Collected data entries
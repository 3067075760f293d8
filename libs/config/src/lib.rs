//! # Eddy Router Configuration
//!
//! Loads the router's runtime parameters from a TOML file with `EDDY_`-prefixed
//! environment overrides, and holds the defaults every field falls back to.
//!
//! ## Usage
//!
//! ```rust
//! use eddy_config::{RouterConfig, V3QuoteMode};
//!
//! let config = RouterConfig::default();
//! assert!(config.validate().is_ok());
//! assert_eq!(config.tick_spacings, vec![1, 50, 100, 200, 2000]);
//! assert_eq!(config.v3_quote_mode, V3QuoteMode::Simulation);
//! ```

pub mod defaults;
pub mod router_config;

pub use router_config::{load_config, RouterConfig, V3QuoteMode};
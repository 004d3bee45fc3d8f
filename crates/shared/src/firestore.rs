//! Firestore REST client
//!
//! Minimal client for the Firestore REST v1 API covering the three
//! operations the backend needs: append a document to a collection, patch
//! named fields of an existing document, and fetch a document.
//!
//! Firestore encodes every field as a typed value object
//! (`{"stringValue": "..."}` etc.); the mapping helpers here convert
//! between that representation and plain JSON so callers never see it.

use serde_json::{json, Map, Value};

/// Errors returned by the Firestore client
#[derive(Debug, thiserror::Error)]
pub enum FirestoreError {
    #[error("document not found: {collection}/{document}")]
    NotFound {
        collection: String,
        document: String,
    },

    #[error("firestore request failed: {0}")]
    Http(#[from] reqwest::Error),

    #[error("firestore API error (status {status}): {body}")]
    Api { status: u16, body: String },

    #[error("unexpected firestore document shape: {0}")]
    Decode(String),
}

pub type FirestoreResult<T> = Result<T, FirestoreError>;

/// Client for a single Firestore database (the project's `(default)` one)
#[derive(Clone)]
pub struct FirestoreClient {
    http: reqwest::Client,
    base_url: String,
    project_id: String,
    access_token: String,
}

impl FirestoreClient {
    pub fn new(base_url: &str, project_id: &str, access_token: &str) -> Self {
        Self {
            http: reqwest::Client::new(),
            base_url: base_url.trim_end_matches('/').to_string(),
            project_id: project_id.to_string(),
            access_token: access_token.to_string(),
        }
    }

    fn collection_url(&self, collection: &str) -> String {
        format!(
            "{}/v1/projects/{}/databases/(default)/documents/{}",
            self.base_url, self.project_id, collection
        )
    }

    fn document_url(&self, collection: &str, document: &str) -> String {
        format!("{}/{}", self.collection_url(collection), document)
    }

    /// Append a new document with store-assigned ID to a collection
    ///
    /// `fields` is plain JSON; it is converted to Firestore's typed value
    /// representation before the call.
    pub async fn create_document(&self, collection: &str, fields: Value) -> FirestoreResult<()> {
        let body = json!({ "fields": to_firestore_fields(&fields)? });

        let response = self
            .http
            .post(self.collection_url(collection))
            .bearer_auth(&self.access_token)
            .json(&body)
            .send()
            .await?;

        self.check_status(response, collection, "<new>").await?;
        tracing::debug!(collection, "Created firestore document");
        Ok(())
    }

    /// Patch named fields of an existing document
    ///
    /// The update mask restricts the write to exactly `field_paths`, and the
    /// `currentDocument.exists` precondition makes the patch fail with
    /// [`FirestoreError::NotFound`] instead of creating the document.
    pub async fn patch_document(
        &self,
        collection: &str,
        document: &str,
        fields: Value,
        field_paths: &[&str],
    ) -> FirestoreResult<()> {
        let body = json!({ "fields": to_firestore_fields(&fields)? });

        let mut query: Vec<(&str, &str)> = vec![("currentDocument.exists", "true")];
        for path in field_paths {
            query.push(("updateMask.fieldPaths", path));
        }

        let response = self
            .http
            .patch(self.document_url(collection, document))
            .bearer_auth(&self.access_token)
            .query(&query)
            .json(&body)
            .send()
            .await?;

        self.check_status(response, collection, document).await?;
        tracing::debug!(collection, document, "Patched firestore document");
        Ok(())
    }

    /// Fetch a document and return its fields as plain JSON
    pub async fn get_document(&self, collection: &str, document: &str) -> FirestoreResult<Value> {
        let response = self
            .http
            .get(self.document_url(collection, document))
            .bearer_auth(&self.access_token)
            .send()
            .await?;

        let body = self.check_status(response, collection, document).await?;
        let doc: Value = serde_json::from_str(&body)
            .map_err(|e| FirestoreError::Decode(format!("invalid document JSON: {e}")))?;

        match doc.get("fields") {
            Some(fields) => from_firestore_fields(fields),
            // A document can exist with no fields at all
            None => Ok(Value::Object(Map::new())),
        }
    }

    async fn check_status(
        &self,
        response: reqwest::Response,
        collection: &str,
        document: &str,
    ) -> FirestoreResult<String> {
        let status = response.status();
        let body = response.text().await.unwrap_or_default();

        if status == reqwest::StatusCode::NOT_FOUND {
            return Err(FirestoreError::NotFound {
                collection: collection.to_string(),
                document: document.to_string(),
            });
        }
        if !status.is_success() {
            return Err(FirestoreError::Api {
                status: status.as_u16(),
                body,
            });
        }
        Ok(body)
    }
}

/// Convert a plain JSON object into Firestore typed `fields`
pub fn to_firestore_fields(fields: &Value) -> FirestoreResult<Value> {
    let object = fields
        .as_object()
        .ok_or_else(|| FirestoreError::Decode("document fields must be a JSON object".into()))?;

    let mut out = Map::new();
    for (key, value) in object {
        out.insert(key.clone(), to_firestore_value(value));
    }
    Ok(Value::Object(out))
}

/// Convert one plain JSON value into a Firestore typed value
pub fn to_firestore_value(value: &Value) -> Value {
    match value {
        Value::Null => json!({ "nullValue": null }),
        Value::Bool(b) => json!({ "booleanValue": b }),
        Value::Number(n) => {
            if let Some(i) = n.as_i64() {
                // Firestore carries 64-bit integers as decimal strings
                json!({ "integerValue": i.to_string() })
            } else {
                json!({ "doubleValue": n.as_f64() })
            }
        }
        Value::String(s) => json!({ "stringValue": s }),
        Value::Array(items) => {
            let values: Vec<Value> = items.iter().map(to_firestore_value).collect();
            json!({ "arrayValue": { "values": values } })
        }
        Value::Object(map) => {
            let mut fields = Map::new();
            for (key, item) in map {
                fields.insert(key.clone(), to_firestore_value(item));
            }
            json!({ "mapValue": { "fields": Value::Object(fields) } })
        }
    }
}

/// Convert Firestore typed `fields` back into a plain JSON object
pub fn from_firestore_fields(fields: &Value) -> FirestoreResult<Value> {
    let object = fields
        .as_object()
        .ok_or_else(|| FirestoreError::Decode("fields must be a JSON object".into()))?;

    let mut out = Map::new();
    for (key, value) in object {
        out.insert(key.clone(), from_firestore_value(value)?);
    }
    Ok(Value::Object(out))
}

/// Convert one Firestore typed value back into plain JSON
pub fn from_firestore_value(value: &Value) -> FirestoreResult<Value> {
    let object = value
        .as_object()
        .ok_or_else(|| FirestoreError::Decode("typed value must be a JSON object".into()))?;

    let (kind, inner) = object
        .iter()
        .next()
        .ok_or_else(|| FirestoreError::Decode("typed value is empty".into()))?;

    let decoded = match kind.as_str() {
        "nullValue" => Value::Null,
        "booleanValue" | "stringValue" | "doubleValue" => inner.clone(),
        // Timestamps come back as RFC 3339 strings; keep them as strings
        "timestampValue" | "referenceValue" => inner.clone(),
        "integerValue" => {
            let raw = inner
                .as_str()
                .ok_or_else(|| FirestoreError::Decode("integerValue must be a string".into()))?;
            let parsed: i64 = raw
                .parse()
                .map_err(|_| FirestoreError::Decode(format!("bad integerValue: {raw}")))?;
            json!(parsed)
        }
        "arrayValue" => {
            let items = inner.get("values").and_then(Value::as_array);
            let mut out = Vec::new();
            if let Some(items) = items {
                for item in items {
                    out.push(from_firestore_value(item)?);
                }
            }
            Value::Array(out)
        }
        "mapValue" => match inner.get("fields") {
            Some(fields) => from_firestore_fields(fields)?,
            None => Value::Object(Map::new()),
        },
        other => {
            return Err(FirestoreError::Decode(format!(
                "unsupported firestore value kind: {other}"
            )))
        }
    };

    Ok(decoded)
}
---
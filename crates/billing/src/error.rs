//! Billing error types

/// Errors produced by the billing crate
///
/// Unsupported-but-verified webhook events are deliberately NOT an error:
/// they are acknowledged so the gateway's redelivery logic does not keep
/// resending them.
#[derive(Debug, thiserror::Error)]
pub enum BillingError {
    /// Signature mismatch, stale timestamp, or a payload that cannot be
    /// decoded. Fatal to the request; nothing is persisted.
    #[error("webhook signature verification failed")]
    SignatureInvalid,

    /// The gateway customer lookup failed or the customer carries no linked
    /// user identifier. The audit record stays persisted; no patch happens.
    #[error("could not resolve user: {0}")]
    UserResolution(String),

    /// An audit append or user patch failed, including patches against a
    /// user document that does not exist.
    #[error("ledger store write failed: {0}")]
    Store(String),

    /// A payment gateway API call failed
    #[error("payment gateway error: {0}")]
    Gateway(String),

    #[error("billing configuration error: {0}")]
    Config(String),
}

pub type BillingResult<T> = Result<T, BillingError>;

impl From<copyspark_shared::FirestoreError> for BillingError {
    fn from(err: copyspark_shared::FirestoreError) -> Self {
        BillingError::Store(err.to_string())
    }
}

> [Task goal]
Find the lines in the data that include "failed", then copy each of them.

> [Your solution]
    #[error("firestore request failed: {0}")]
    #[error("webhook signature verification failed")]
    /// The gateway customer lookup failed or the customer carries no linked
    /// An audit append or user patch failed, including patches against a
    #[error("ledger store write failed: {0}")]
    /// A payment gateway API call failed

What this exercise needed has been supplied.